§ What is being asked
A faithful copy of all the data below, please; leave no line out.
+-------+
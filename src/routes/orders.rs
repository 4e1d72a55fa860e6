use axum::{
    Json, Router,
    extract::{Path, Query, State, rejection::{JsonRejection, QueryRejection}},
    http::StatusCode,
    routing::{get, post, put},
};
use uuid::Uuid;

use crate::{
    dto::orders::{OrderList, OrderWithItems, UpdateOrderStatusRequest},
    error::AppResult,
    middleware::auth::{AuthUser, ensure_admin},
    models::Order,
    response::ApiResponse,
    routes::params::OrderListQuery,
    services::{admin_service, order_service},
    state::AppState,
};

pub fn router() -> Router<AppState> {
    Router::new()
        .route("/order", post(create_order))
        .route("/orders", get(list_orders))
        .route("/orders/{order_id}", get(get_order))
        .route("/orders/{order_id}/status", put(update_order_status))
}

#[utoipa::path(
    post,
    path = "/order",
    responses(
        (status = 201, description = "Order placed from the current cart", body = ApiResponse<OrderWithItems>),
        (status = 400, description = "Cart is empty or stock is insufficient"),
        (status = 404, description = "User has no cart"),
    ),
    security(("bearer_auth" = [])),
    tag = "Orders"
)]
pub async fn create_order(
    State(state): State<AppState>,
    user: AuthUser,
) -> AppResult<(StatusCode, Json<ApiResponse<OrderWithItems>>)> {
    let resp = order_service::create_order(&state, &user).await?;
    Ok((StatusCode::CREATED, Json(resp)))
}

#[utoipa::path(
    get,
    path = "/orders",
    params(OrderListQuery),
    responses(
        (status = 200, description = "Orders of the current user", body = ApiResponse<OrderList>)
    ),
    security(("bearer_auth" = [])),
    tag = "Orders"
)]
pub async fn list_orders(
    State(state): State<AppState>,
    user: AuthUser,
    query: Result<Query<OrderListQuery>, QueryRejection>,
) -> AppResult<Json<ApiResponse<OrderList>>> {
    let Query(query) = query?;
    let resp = order_service::list_orders(&state, &user, query).await?;
    Ok(Json(resp))
}

#[utoipa::path(
    get,
    path = "/orders/{order_id}",
    params(
        ("order_id" = Uuid, Path, description = "Order ID")
    ),
    responses(
        (status = 200, description = "Order with its items", body = ApiResponse<OrderWithItems>),
        (status = 404, description = "Order not found"),
    ),
    security(("bearer_auth" = [])),
    tag = "Orders"
)]
pub async fn get_order(
    State(state): State<AppState>,
    user: AuthUser,
    Path(order_id): Path<Uuid>,
) -> AppResult<Json<ApiResponse<OrderWithItems>>> {
    let resp = order_service::get_order(&state, &user, order_id).await?;
    Ok(Json(resp))
}

#[utoipa::path(
    put,
    path = "/orders/{order_id}/status",
    params(
        ("order_id" = Uuid, Path, description = "Order ID")
    ),
    request_body = UpdateOrderStatusRequest,
    responses(
        (status = 200, description = "Order status updated", body = ApiResponse<Order>),
        (status = 400, description = "Empty status"),
        (status = 403, description = "Forbidden"),
        (status = 404, description = "Order not found"),
    ),
    security(("bearer_auth" = [])),
    tag = "Orders"
)]
pub async fn update_order_status(
    State(state): State<AppState>,
    user: AuthUser,
    Path(order_id): Path<Uuid>,
    payload: Result<Json<UpdateOrderStatusRequest>, JsonRejection>,
) -> AppResult<Json<ApiResponse<Order>>> {
    ensure_admin(&user)?;
    let Json(payload) = payload?;
    let resp = admin_service::update_order_status(&state, &user, order_id, payload).await?;
    Ok(Json(resp))
}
+-------+
§ The completed task
filename src/routes/orders.rs
repository 4e1d72a55fa860e6
use axum::{
    Json, Router,
    extract::{Path, Query, State, rejection::{JsonRejection, QueryRejection}},
    http::StatusCode,
    routing::{get, post, put},
};
use uuid::Uuid;

use crate::{
    dto::orders::{OrderList, OrderWithItems, UpdateOrderStatusRequest},
    error::AppResult,
    middleware::auth::{AuthUser, ensure_admin},
    models::Order,
    response::ApiResponse,
    routes::params::OrderListQuery,
    services::{admin_service, order_service},
    state::AppState,
};

pub fn router() -> Router<AppState> {
    Router::new()
        .route("/order", post(create_order))
        .route("/orders", get(list_orders))
        .route("/orders/{order_id}", get(get_order))
        .route("/orders/{order_id}/status", put(update_order_status))
}

#[utoipa::path(
    post,
    path = "/order",
    responses(
        (status = 201, description = "Order placed from the current cart", body = ApiResponse<OrderWithItems>),
        (status = 400, description = "Cart is empty or stock is insufficient"),
        (status = 404, description = "User has no cart"),
    ),
    security(("bearer_auth" = [])),
    tag = "Orders"
)]
pub async fn create_order(
    State(state): State<AppState>,
    user: AuthUser,
) -> AppResult<(StatusCode, Json<ApiResponse<OrderWithItems>>)> {
    let resp = order_service::create_order(&state, &user).await?;
    Ok((StatusCode::CREATED, Json(resp)))
}

#[utoipa::path(
    get,
    path = "/orders",
    params(OrderListQuery),
    responses(
        (status = 200, description = "Orders of the current user", body = ApiResponse<OrderList>)
    ),
    security(("bearer_auth" = [])),
    tag = "Orders"
)]
pub async fn list_orders(
    State(state): State<AppState>,
    user: AuthUser,
    query: Result<Query<OrderListQuery>, QueryRejection>,
) -> AppResult<Json<ApiResponse<OrderList>>> {
    let Query(query) = query?;
    let resp = order_service::list_orders(&state, &user, query).await?;
    Ok(Json(resp))
}

#[utoipa::path(
    get,
    path = "/orders/{order_id}",
    params(
        ("order_id" = Uuid, Path, description = "Order ID")
    ),
    responses(
        (status = 200, description = "Order with its items", body = ApiResponse<OrderWithItems>),
        (status = 404, description = "Order not found"),
    ),
    security(("bearer_auth" = [])),
    tag = "Orders"
)]
pub async fn get_order(
    State(state): State<AppState>,
    user: AuthUser,
    Path(order_id): Path<Uuid>,
) -> AppResult<Json<ApiResponse<OrderWithItems>>> {
    let resp = order_service::get_order(&state, &user, order_id).await?;
    Ok(Json(resp))
}

#[utoipa::path(
    put,
    path = "/orders/{order_id}/status",
    params(
        ("order_id" = Uuid, Path, description = "Order ID")
    ),
    request_body = UpdateOrderStatusRequest,
    responses(
        (status = 200, description = "Order status updated", body = ApiResponse<Order>),
        (status = 400, description = "Empty status"),
        (status = 403, description = "Forbidden"),
        (status = 404, description = "Order not found"),
    ),
    security(("bearer_auth" = [])),
    tag = "Orders"
)]
pub async fn update_order_status(
    State(state): State<AppState>,
    user: AuthUser,
    Path(order_id): Path<Uuid>,
    payload: Result<Json<UpdateOrderStatusRequest>, JsonRejection>,
) -> AppResult<Json<ApiResponse<Order>>> {
    ensure_admin(&user)?;
    let Json(payload) = payload?;
    let resp = admin_service::update_order_status(&state, &user, order_id, payload).await?;
    Ok(Json(resp))
}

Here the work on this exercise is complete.